Gracefully handle mismatched msvsmon (remote debugging tools) version
Mismatched major versions (VS 2015, VS 2017, etc.) of msvsmon (remote debugging tools) running on a deployment or debug-target machine and the version of Visual Studio connecting and attaching as the debugger don't work entirely. Slightly mismatched (minor version differences) between the two will often work, but intermittently crash.
This is a major pain point for our entire development team for a number of reasons.
A. Finding and installing the proper version of debugging tools on the client machine is unnecessarily time consuming. Most of our team isn't even aware of these versioning issues but is affected by crashes during debugging as a result.
B. VS crashes are always a hit to productivity, but also because some defect reproduction can be time consuming and difficult only to lose it mid-debugging session, as well as because the start-up performance of Visual Studio leaves a lot to be desired.
C. Further, when VS automatically restarts after a crash, it does so in a safe mode where all the UX looks broken and any environment variables present in the former session are lost (which breaks our solution file, as it relies on environment variables rather than absolute paths to vcxproj files).
D. Our engineering system automatically deploys new versions of Visual Studio automatically as they're released, but we have no such mechanism to upgrade the remote debugging tools everywhere. Even if we could, there isn't an obvious "best version" of Remote Debugging Tools that should be installed because a given machine may need to be debugged by various team members each on different versions of VS.
There are at least a couple ways this feedback could be addressed.

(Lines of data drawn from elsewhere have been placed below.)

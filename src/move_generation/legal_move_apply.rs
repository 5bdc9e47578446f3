//! The game state transition.
//!
//! `apply_move` is the only mutator of a `GameState`. It gates on legality,
//! applies the move with its special-move side effects, then decides whether
//! the swap fires, and finally updates en-passant, castling rights and turn.
//! The step order is load-bearing: check detection must see the moved
//! position before any swap, and rights updates use the pre-move snapshot.

use tracing::{debug, trace};

use crate::chess_errors::IllegalMove;
use crate::game_state::chess_rules::{
    castling_side_for, pawn_home_rank, promotion_rank, rook_castled_square, rook_home_square,
};
use crate::game_state::{chess_types::*, game_state::GameState};
use crate::move_generation::legal_move_checks::{
    attackers_to_square, king_square, move_gives_check,
};
use crate::move_generation::legal_move_generator::is_legal_move;
use crate::move_generation::swap::{apply_swap, SwapEvent};

/// What happened while applying a move, for callers that display it.
#[derive(Debug, Clone, Copy, Default, PartialEq, Eq)]
pub struct MoveReport {
    pub gives_check: bool,
    /// True when a pending suppression from the previous check was consumed.
    pub swap_suppressed: bool,
    pub swap: Option<SwapEvent>,
}

/// Apply `mv` to `game_state` in place.
///
/// On `Err` the state is untouched. Once the move is legal the transition
/// cannot fail.
#[inline]
pub fn apply_move(game_state: &mut GameState, mv: ChessMove) -> Result<(), IllegalMove> {
    apply_move_with_report(game_state, mv).map(|_| ())
}

pub fn apply_move_with_report(
    game_state: &mut GameState,
    mv: ChessMove,
) -> Result<MoveReport, IllegalMove> {
    if !is_legal_move(game_state, mv) {
        debug!(%mv, turn = %game_state.turn, "rejected illegal move");
        return Err(IllegalMove(mv));
    }

    // Legality guarantees a piece of the side to move on `from`.
    let Some(moved_piece) = game_state.board.get(mv.from) else {
        return Err(IllegalMove(mv));
    };
    let mover = moved_piece.color;
    let dest = game_state.board.get(mv.to);

    let is_en_passant_capture = moved_piece.kind == PieceKind::Pawn
        && dest.is_none()
        && mv.d_file() != 0
        && game_state.en_passant == Some(mv.to);
    let castling_side = if moved_piece.kind == PieceKind::King {
        castling_side_for(mv.d_file())
    } else {
        None
    };

    game_state.board.set(mv.from, None);
    game_state.board.set(mv.to, Some(moved_piece));

    if is_en_passant_capture {
        let captured = Position::new(mv.to.file, mv.from.rank);
        trace!(%captured, "en passant capture");
        game_state.board.set(captured, None);
    }

    if let Some(side) = castling_side {
        let rook_from = rook_home_square(mover, side);
        let rook_to = rook_castled_square(mover, side);
        trace!(?side, %rook_from, %rook_to, "castling rook relocation");
        let rook = game_state.board.take(rook_from);
        game_state.board.set(rook_to, rook);
    }

    let mut placed_piece = moved_piece;
    if moved_piece.kind == PieceKind::Pawn && mv.to.rank == promotion_rank(mover) {
        placed_piece.kind = match mv.promotion {
            None | Some(PieceKind::Pawn) => PieceKind::Queen,
            Some(kind) => kind,
        };
        game_state.board.set(mv.to, Some(placed_piece));
    }

    let gives_check = move_gives_check(&game_state.board, mover);
    let mut report = MoveReport {
        gives_check,
        ..MoveReport::default()
    };

    if gives_check {
        let checkers = king_square(&game_state.board, mover.opposite())
            .map(|king| attackers_to_square(&game_state.board, king, mover))
            .unwrap_or_default();
        debug!(%mv, ?checkers, "move gives check, swap suppressed");
        game_state.suppress_next_swap = true;
    } else if game_state.suppress_next_swap {
        debug!(%mv, "suppression consumed, no swap");
        game_state.suppress_next_swap = false;
        report.swap_suppressed = true;
    } else {
        report.swap = apply_swap(game_state, mv.to);
    }

    game_state.en_passant = None;
    if moved_piece.kind == PieceKind::Pawn
        && mv.from.rank == pawn_home_rank(mover)
        && mv.d_rank() == 2 * mover.forward()
    {
        game_state.en_passant = Some(mv.from.offset(0, mover.forward()));
    }

    update_castling_rights(game_state, mv, placed_piece, dest);

    game_state.turn = mover.opposite();

    Ok(report)
}

/// Moving the king drops both of its rights; a rook leaving its home square,
/// or being captured on it, drops that side's right.
fn update_castling_rights(
    game_state: &mut GameState,
    mv: ChessMove,
    moved_piece: Piece,
    dest: Option<Piece>,
) {
    let mover = moved_piece.color;

    for side in [CastlingSide::KingSide, CastlingSide::QueenSide] {
        match moved_piece.kind {
            PieceKind::King => game_state.revoke_castling(mover, side),
            PieceKind::Rook if mv.from == rook_home_square(mover, side) => {
                game_state.revoke_castling(mover, side)
            }
            _ => {}
        }

        if let Some(captured) = dest {
            if captured.kind == PieceKind::Rook
                && mv.to == rook_home_square(captured.color, side)
            {
                game_state.revoke_castling(captured.color, side);
            }
        }
    }
}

1. One idea is that msvsmon should become a click-once application so it is always kept up to date. Similarly, the component within VS that needs to be version-matched could also auto-update, thus ensuring they're always version-matched.
2. Another idea is that VS and msvsmon could communicate version information to one another and (a) one or both utilities could maintain backwards compatibility or (b) at the very least a warning could be presented to the user when there is a version mismatch so they're at least aware of the issue.